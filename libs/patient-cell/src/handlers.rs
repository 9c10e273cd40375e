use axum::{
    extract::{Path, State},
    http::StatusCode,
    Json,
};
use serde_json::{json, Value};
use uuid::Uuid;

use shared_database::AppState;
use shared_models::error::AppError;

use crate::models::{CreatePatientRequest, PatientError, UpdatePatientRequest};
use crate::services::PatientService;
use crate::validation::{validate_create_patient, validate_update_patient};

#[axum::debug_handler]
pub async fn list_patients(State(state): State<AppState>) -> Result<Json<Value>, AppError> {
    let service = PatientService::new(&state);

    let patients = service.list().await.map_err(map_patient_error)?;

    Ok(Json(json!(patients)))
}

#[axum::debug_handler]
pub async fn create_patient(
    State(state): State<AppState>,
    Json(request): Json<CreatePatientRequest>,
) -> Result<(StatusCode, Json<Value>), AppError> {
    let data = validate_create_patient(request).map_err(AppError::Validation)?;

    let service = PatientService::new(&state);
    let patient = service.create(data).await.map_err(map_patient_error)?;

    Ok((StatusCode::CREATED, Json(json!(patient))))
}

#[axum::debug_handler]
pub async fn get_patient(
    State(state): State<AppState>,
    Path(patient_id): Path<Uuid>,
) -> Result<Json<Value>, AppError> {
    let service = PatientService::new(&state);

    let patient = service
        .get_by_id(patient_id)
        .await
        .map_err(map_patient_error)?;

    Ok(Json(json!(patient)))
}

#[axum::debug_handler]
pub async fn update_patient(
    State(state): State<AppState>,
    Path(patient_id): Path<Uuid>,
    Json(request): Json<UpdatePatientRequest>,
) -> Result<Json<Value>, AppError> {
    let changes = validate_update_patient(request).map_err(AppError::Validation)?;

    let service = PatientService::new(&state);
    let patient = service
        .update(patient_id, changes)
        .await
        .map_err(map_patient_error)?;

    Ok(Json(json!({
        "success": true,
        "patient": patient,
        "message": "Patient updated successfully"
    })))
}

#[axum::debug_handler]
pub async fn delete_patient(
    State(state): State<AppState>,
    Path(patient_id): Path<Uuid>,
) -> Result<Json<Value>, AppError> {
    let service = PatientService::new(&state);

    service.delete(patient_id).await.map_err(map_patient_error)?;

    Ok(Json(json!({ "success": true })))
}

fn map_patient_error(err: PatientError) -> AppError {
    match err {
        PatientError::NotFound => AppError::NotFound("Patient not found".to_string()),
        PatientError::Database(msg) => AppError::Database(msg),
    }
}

• • • • •

Action item: Going through the material, how many lines contain the word "async"? Please give only the number.

Answer to this task: 5